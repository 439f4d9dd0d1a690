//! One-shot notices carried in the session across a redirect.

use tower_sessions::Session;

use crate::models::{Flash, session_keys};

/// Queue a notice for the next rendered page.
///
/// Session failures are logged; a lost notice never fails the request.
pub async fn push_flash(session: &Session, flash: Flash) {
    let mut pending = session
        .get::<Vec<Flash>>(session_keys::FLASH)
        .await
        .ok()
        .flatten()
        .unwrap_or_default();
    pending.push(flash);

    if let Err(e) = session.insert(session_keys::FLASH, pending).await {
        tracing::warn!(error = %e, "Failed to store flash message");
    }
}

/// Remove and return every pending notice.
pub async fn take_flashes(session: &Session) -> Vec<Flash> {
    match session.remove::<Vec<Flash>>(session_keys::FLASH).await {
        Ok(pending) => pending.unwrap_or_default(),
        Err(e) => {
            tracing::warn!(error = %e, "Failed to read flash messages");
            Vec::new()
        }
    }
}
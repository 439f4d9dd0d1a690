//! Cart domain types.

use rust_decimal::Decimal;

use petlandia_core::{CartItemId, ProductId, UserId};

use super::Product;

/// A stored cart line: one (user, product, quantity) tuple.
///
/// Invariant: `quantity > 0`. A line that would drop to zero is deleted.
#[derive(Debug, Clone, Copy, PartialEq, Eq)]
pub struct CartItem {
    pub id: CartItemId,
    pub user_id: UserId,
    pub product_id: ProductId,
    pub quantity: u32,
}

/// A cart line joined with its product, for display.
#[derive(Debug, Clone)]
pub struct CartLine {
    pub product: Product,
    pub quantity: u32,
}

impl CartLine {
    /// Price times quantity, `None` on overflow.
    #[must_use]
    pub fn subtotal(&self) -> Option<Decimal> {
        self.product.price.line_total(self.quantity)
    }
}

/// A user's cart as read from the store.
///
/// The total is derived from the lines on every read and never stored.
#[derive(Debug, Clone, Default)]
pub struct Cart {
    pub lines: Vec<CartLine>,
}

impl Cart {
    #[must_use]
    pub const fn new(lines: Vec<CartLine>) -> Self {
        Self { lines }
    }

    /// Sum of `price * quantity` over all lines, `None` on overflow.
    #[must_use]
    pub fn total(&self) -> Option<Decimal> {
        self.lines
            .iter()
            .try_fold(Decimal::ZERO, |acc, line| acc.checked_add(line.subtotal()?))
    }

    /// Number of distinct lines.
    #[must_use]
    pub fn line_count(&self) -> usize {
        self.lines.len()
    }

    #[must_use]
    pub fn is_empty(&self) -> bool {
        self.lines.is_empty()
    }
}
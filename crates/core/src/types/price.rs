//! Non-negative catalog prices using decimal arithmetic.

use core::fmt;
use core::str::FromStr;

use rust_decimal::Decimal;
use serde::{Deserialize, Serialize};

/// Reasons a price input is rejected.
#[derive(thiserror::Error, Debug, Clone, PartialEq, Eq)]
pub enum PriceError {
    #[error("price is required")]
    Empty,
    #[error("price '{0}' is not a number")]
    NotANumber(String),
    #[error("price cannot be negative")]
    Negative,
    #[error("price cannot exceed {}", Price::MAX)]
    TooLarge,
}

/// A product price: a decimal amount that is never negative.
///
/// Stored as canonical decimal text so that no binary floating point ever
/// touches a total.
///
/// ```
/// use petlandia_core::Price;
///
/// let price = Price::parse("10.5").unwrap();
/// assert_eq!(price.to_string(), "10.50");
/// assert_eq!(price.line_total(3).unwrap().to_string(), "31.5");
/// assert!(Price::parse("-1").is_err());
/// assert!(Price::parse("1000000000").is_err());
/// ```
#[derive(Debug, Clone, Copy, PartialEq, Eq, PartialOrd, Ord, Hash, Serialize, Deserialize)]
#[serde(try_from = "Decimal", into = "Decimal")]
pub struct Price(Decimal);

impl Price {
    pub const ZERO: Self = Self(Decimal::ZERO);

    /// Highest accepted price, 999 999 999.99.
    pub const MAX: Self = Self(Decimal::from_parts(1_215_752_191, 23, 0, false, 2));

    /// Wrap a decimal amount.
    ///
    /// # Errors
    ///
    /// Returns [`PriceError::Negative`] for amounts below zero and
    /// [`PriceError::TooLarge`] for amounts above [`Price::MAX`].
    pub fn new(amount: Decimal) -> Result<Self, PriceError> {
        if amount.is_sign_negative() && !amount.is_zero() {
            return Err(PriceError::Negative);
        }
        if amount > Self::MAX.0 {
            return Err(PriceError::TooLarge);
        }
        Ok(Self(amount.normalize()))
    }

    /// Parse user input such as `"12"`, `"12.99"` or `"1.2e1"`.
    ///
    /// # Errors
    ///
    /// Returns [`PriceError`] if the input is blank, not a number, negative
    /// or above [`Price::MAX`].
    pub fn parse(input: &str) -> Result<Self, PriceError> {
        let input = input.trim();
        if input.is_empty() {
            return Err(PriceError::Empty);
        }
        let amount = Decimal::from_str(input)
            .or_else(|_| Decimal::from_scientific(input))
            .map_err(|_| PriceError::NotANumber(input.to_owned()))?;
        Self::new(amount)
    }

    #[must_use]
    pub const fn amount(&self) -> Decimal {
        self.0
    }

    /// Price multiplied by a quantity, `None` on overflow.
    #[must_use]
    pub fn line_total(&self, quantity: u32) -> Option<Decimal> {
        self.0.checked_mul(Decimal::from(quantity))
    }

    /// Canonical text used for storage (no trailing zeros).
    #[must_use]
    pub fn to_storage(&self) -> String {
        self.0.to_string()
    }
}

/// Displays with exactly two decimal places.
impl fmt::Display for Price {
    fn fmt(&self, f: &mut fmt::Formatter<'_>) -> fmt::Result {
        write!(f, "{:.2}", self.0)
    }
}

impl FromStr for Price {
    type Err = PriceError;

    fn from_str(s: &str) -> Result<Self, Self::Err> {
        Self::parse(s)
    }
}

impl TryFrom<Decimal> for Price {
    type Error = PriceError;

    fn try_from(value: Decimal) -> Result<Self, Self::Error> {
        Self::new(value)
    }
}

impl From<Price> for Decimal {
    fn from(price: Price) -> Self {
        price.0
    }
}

****************

* _Task to carry out_:
For this exercise, find all lines in the records containing the word "await" and copy them.

* _Answer box_:
        .await
    if let Err(e) = session.insert(session_keys::FLASH, pending).await {
    match session.remove::<Vec<Flash>>(session_keys::FLASH).await {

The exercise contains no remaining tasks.